Inspirieren, nicht belehren

Vermutlich stöhnen spätestens jetzt viele auf. Muss denn wirklich alles politisch korrekt sein? Darf man denn nicht wenigstens mal in einem Roman über die Stränge schlagen und auch Fantasien bedienen, die südlich oder nördlich vom Mainstream-Geschmack liegen? Natürlich darf man. Sollte man vielleicht sogar auch. Aber ich würde mich freuen, wenn meine KollegInnen ihre »Macht der Worte« bewusst einsetzen.

Belehrende Lektüren sind auch mein persönlicher Albtraum. Ich finde es abstoßend, wenn mir jemand mit erhobenen Zeigefinger beim Lesen eine Lektion über adäquates Verhalten erteilen möchte – was auch immer dieser Jemand dafür hält. Aber ich liebe es, inspiriert zu werden! Ich finde es toll, wenn Romane mich zum Nachdenken bringen und meine eigenen Verhaltens- und Denkmuster in Frage stellen.

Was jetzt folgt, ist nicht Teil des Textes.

//! Depth-driven displacement, edge handling and spotlight blending.
//!
//! This is the CPU reference of `parallax.wgsl`: the shader and
//! [`DisplacementSampler::shade`] implement the same per-pixel function, so
//! the numeric behaviour can be tested on the host.

use crate::config::ConfigError;
use crate::effect::ParallaxFrame;
use crate::viewport::cover_uv_with_scale;
use glam::{Vec2, Vec4};
use image::RgbaImage;
use std::str::FromStr;

#[derive(Clone, Copy, Debug, Default, PartialEq, Eq)]
pub enum EdgePolicy {
    /// Clamp the displaced coordinate into `[0, 1]`; edges smear.
    #[default]
    Clamp,
    /// Pixels displaced outside `[0, 1]` become transparent.
    Discard,
}

impl FromStr for EdgePolicy {
    type Err = ConfigError;

    fn from_str(s: &str) -> Result<Self, Self::Err> {
        match s.trim().to_ascii_lowercase().as_str() {
            "clamp" => Ok(EdgePolicy::Clamp),
            "discard" => Ok(EdgePolicy::Discard),
            _ => Err(ConfigError::InvalidEdgePolicy(s.to_string())),
        }
    }
}

#[derive(Clone, Copy, Debug, Default, PartialEq)]
pub enum BlendMode {
    #[default]
    Single,
    /// Reveal the secondary image inside a circle around the pointer.
    /// Radii are fractions of the viewport height.
    Spotlight {
        inner_radius: f32,
        outer_radius: f32,
    },
}

#[inline]
pub fn displacement(pointer_offset: Vec2, depth: f32, threshold: Vec2) -> Vec2 {
    pointer_offset * depth * threshold
}

#[inline]
pub fn apply_edge(coord: Vec2, policy: EdgePolicy) -> Option<Vec2> {
    match policy {
        EdgePolicy::Clamp => Some(coord.clamp(Vec2::ZERO, Vec2::ONE)),
        EdgePolicy::Discard => {
            let inside = coord.cmpge(Vec2::ZERO).all() && coord.cmple(Vec2::ONE).all();
            inside.then_some(coord)
        }
    }
}

/// Spotlight weight of the secondary image at `uv` for a spot centred on
/// `centre`: 1 within `inner`, 0 from `outer` on, linear in between.
/// `aspect` (width / height) stretches x so the spot stays circular.
pub fn spotlight_factor(uv: Vec2, centre: Vec2, aspect: f32, inner: f32, outer: f32) -> f32 {
    let aspect = if aspect.is_finite() && aspect > 0.0 {
        aspect
    } else {
        1.0
    };
    let d = ((uv - centre) * Vec2::new(aspect, 1.0)).length();
    if d <= inner {
        1.0
    } else if d >= outer || outer <= inner {
        0.0
    } else {
        1.0 - (d - inner) / (outer - inner)
    }
}

/// Anything that can be sampled at a uv coordinate.
pub trait TextureSource {
    /// Straight-alpha RGBA in `[0, 1]`.
    fn sample(&self, uv: Vec2) -> Vec4;
}

impl TextureSource for RgbaImage {
    /// Bilinear filtering with clamp-to-edge addressing.
    fn sample(&self, uv: Vec2) -> Vec4 {
        let (w, h) = self.dimensions();
        if w == 0 || h == 0 {
            return Vec4::ZERO;
        }
        let p = uv.clamp(Vec2::ZERO, Vec2::ONE) * Vec2::new(w as f32, h as f32) - 0.5;
        let x0 = p.x.floor();
        let y0 = p.y.floor();
        let fx = p.x - x0;
        let fy = p.y - y0;
        let texel = |x: f32, y: f32| {
            let xi = (x.max(0.0) as u32).min(w - 1);
            let yi = (y.max(0.0) as u32).min(h - 1);
            Vec4::from(self.get_pixel(xi, yi).0.map(|c| c as f32 / 255.0))
        };
        let top = texel(x0, y0).lerp(texel(x0 + 1.0, y0), fx);
        let bottom = texel(x0, y0 + 1.0).lerp(texel(x0 + 1.0, y0 + 1.0), fx);
        top.lerp(bottom, fy)
    }
}

/// Images available to one parallax layer; `None` while still loading or
/// after a failed load.
#[derive(Clone, Copy, Default)]
pub struct AssetSet<'a> {
    pub source: Option<&'a dyn TextureSource>,
    pub depth: Option<&'a dyn TextureSource>,
    pub secondary: Option<&'a dyn TextureSource>,
}

#[derive(Clone, Copy, Debug, PartialEq)]
pub struct DisplacementSampler {
    pub threshold: Vec2,
    pub edge: EdgePolicy,
    pub blend: BlendMode,
}

impl DisplacementSampler {
    /// Colour of the output pixel at `screen_uv` (top-left uv of the canvas).
    pub fn shade(&self, screen_uv: Vec2, frame: &ParallaxFrame, assets: &AssetSet<'_>) -> Vec4 {
        let Some(source) = assets.source else {
            return Vec4::ZERO;
        };
        let uv = cover_uv_with_scale(screen_uv, frame.cover_scale);
        let coord = match assets.depth {
            Some(depth) => {
                uv + displacement(frame.pointer_offset, depth.sample(uv).x, self.threshold)
            }
            None => uv,
        };
        self.sample_displaced(coord, screen_uv, frame, source, assets.secondary)
    }

    /// Edge policy, primary sample and optional spotlight blend at an
    /// already displaced coordinate.
    pub fn sample_displaced(
        &self,
        coord: Vec2,
        screen_uv: Vec2,
        frame: &ParallaxFrame,
        source: &dyn TextureSource,
        secondary: Option<&dyn TextureSource>,
    ) -> Vec4 {
        let Some(coord) = apply_edge(coord, self.edge) else {
            return Vec4::ZERO;
        };
        let primary = source.sample(coord);
        match (self.blend, secondary) {
            (
                BlendMode::Spotlight {
                    inner_radius,
                    outer_radius,
                },
                Some(secondary),
            ) => {
                let f = spotlight_factor(
                    screen_uv,
                    frame.spotlight_centre,
                    frame.aspect,
                    inner_radius,
                    outer_radius,
                );
                primary.lerp(secondary.sample(coord), f)
            }
            _ => primary,
        }
    }
}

Die Vorstellung, dass auch ich meine LeserInnen inspirieren kann, ist übrigens absolut berauschend! Daher versuche ich immer, meine persönlichen Werte einfließen zu lassen, Klischees zu brechen, Stereotypen zu vermeiden oder wenigstens zu entlarven. Ich bilde mir ein, dass das meine Geschichten lebendiger und tiefer macht und dabei so subtil ist, dass es die meisten LeserInnen noch nicht einmal merken.

Das ist eine Verantwortung, die ich gerne übernehme – und wenn ich dadurch zum Vorbild werde, kann ich gut damit leben.